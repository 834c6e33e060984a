//! Error types for the library layer.

use std::fmt;

use crate::scrape::ScrapeError;

/// Errors produced by the card pipeline, wrapping portal transport errors
/// and adding scraping and input validation failures.
#[derive(Debug)]
pub enum BipCardError {
    /// The outbound call to the portal failed.
    Portal(bipcard_portal::Error),
    /// A portal page did not have the expected shape, or a field did not coerce.
    Scrape(ScrapeError),
    /// User-provided input failed validation.
    InvalidInput(String),
}

impl BipCardError {
    pub fn is_invalid_input(&self) -> bool {
        matches!(self, Self::InvalidInput(_))
    }

    pub fn is_transport(&self) -> bool {
        matches!(self, Self::Portal(_))
    }
}

impl fmt::Display for BipCardError {
    fn fmt(&self, f: &mut fmt::Formatter<'_>) -> fmt::Result {
        match self {
            Self::Portal(e) => write!(f, "Portal error: {}", e),
            Self::Scrape(e) => write!(f, "{}", e),
            Self::InvalidInput(msg) => write!(f, "Invalid input: {}", msg),
        }
    }
}

impl std::error::Error for BipCardError {
    fn source(&self) -> Option<&(dyn std::error::Error + 'static)> {
        match self {
            Self::Portal(e) => Some(e),
            Self::Scrape(e) => Some(e),
            _ => None,
        }
    }
}

impl From<bipcard_portal::Error> for BipCardError {
    fn from(e: bipcard_portal::Error) -> Self {
        Self::Portal(e)
    }
}

impl From<ScrapeError> for BipCardError {
    fn from(e: ScrapeError) -> Self {
        Self::Scrape(e)
    }
}
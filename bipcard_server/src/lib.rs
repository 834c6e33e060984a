//! HTTP surface of the BipCard API.
//!
//! Two read-only routes drive the card pipeline in `bipcard_lib` and render
//! the records as JSON. Errors come back as plain text.

use std::sync::Arc;

use axum::routing::get;
use axum::Router;
use bipcard_lib::BipCardClient;

pub mod config;
mod error;
mod routes;

pub use config::ServerArgs;
pub use error::ApiError;

pub const CARD_INFO_ROUTE: &str = "/api/v1/bipcard/:card_number/info";
pub const CARD_MOVEMENTS_ROUTE: &str = "/api/v1/bipcard/:card_number/movements";

/// Shared handler state. The client is immutable, so requests never contend.
#[derive(Clone)]
pub struct AppState {
    client: Arc<BipCardClient>,
}

impl AppState {
    pub fn new(client: BipCardClient) -> Self {
        Self {
            client: Arc::new(client),
        }
    }
}

pub fn build_router(state: AppState) -> Router {
    Router::new()
        .route(CARD_INFO_ROUTE, get(routes::card_info_handler))
        .route(CARD_MOVEMENTS_ROUTE, get(routes::card_movements_handler))
        .with_state(state)
}
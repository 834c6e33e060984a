//! Records extracted from portal pages. Built fresh per request and never persisted.

use chrono::NaiveDateTime;
use serde::Serialize;

/// Card summary from the balance page.
#[derive(Clone, Debug, PartialEq, Eq, Serialize)]
#[serde(rename_all = "camelCase")]
pub struct CardInfo {
    pub card_number: String,
    pub contract_status: String,
    /// Balance in whole pesos.
    pub card_balance: i64,
    /// Portal-local time of the balance snapshot, without offset.
    pub card_balance_date: NaiveDateTime,
}

/// One transaction row from the movements page.
#[derive(Clone, Debug, PartialEq, Eq, Serialize)]
#[serde(rename_all = "camelCase")]
pub struct CardMovement {
    pub movement_id: i64,
    pub type_movement: String,
    pub date_time: NaiveDateTime,
    pub place: String,
    pub amount: i64,
    /// Card balance after this movement.
    pub balance: i64,
}
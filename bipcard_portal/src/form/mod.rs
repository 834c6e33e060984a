//! Request form builders: the [`Form`] trait and the two portal request bodies.

mod balance;
pub use self::balance::BalanceForm;

mod movements;
pub use self::movements::MovementsForm;

use crate::config::Endpoint;

/// Trait implemented by all portal request forms. A form knows which servlet
/// it targets and how to serialize itself as a URL-encoded body.
pub trait Form {
    /// The servlet this form is posted to.
    fn endpoint(&self) -> Endpoint;

    /// Serializes the form in the exact field order the portal expects.
    fn to_form_body(&self) -> String;
}
use chrono::{DateTime, Utc};

use crate::config::Endpoint;

use super::Form;

/// Days of history requested from the portal.
const HISTORY_DAYS: u32 = 90;
/// Maximum number of rows the portal is asked to render.
const MAX_ITEMS: u32 = 3000;

/// Movements page request, authorized by the KSI token from a balance page.
///
/// `FechaInicioMovimientos` and `fechalogeo` are both derived from the
/// instant the form is built, in UTC.
#[derive(Clone, Debug)]
pub struct MovementsForm {
    ksi: String,
    requested_at: DateTime<Utc>,
}

impl MovementsForm {
    pub fn new(ksi: &str, requested_at: DateTime<Utc>) -> Self {
        Self {
            ksi: ksi.to_string(),
            requested_at,
        }
    }

    /// Builds the form stamped with the current time.
    pub fn now(ksi: &str) -> Self {
        Self::new(ksi, Utc::now())
    }

    pub fn ksi(&self) -> &str {
        &self.ksi
    }

    pub fn requested_at(&self) -> DateTime<Utc> {
        self.requested_at
    }
}

impl Form for MovementsForm {
    fn endpoint(&self) -> Endpoint {
        Endpoint::Commercial
    }

    fn to_form_body(&self) -> String {
        format!(
            "accion=1&KSI={}&DiasMov={}&FechaInicioMovimientos={}&itemms={}&item=2&fechalogeo={}&cboSeleccion={}",
            self.ksi,
            HISTORY_DAYS,
            self.requested_at.format("%Y%m%d"),
            MAX_ITEMS,
            self.requested_at.format("%Y%m%d%H%M%S"),
            HISTORY_DAYS,
        )
    }
}
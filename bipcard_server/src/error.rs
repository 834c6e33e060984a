use axum::http::StatusCode;
use axum::response::{IntoResponse, Response};
use bipcard_lib::BipCardError;

/// Maps pipeline errors onto status codes with a plain-text body.
#[derive(Debug)]
pub struct ApiError(pub BipCardError);

impl ApiError {
    pub fn status(&self) -> StatusCode {
        match &self.0 {
            BipCardError::InvalidInput(_) => StatusCode::BAD_REQUEST,
            BipCardError::Portal(_) | BipCardError::Scrape(_) => StatusCode::INTERNAL_SERVER_ERROR,
        }
    }

    fn body(&self) -> String {
        match &self.0 {
            BipCardError::InvalidInput(msg) => msg.clone(),
            // Upstream details stay in the logs.
            BipCardError::Portal(_) => "portal request failed".to_string(),
            BipCardError::Scrape(e) => e.to_string(),
        }
    }
}

impl From<BipCardError> for ApiError {
    fn from(e: BipCardError) -> Self {
        Self(e)
    }
}

impl IntoResponse for ApiError {
    fn into_response(self) -> Response {
        (self.status(), self.body()).into_response()
    }
}

#[cfg(test)]
mod tests {
    use super::*;
    use bipcard_lib::bipcard_portal::Error as PortalError;
    use bipcard_lib::scrape::{Arity, ScrapeError};

    #[test]
    fn invalid_input_is_bad_request() {
        let err = ApiError(BipCardError::InvalidInput("card number is required".into()));
        assert_eq!(err.status(), StatusCode::BAD_REQUEST);
        assert_eq!(err.body(), "card number is required");
    }

    #[test]
    fn portal_failure_hides_details() {
        let err = ApiError(BipCardError::Portal(PortalError::RequestFailed(
            "dns error: pocae.tstgo.cl".into(),
        )));
        assert_eq!(err.status(), StatusCode::INTERNAL_SERVER_ERROR);
        assert_eq!(err.body(), "portal request failed");
    }

    #[test]
    fn scrape_failure_names_the_problem() {
        let err = ApiError(BipCardError::Scrape(ScrapeError::UnexpectedShape {
            what: "card info cells",
            expected: Arity::Exactly(8),
            found: 7,
        }));
        assert_eq!(err.status(), StatusCode::INTERNAL_SERVER_ERROR);
        assert_eq!(
            err.body(),
            "scraping error: unexpected changes in webpage (card info cells: expected exactly 8 matches, found 7)"
        );
    }
}
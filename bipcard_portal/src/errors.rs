//! Error types for the portal client.

/// Errors that can occur when talking to the portal.
#[derive(thiserror::Error, Debug)]
pub enum Error {
    /// The request could not complete (connection, DNS, timeout, or body read).
    #[error("Request failed: {0}")]
    RequestFailed(String),
    /// The portal returned a non-success status with a body snippet.
    #[error("Request failed with status {status}")]
    HttpStatus { status: u16, body: String },
    /// An endpoint URL could not be built from the configured base URL.
    #[error("Invalid portal URL: {0}")]
    InvalidUrl(String),
}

....

ACTION ITEM
Search the listing for the string "required". Copy each line where it turns up.

TASK RESPONSE
        let err = ApiError(BipCardError::InvalidInput("card number is required".into()));
        assert_eq!(err.body(), "card number is required");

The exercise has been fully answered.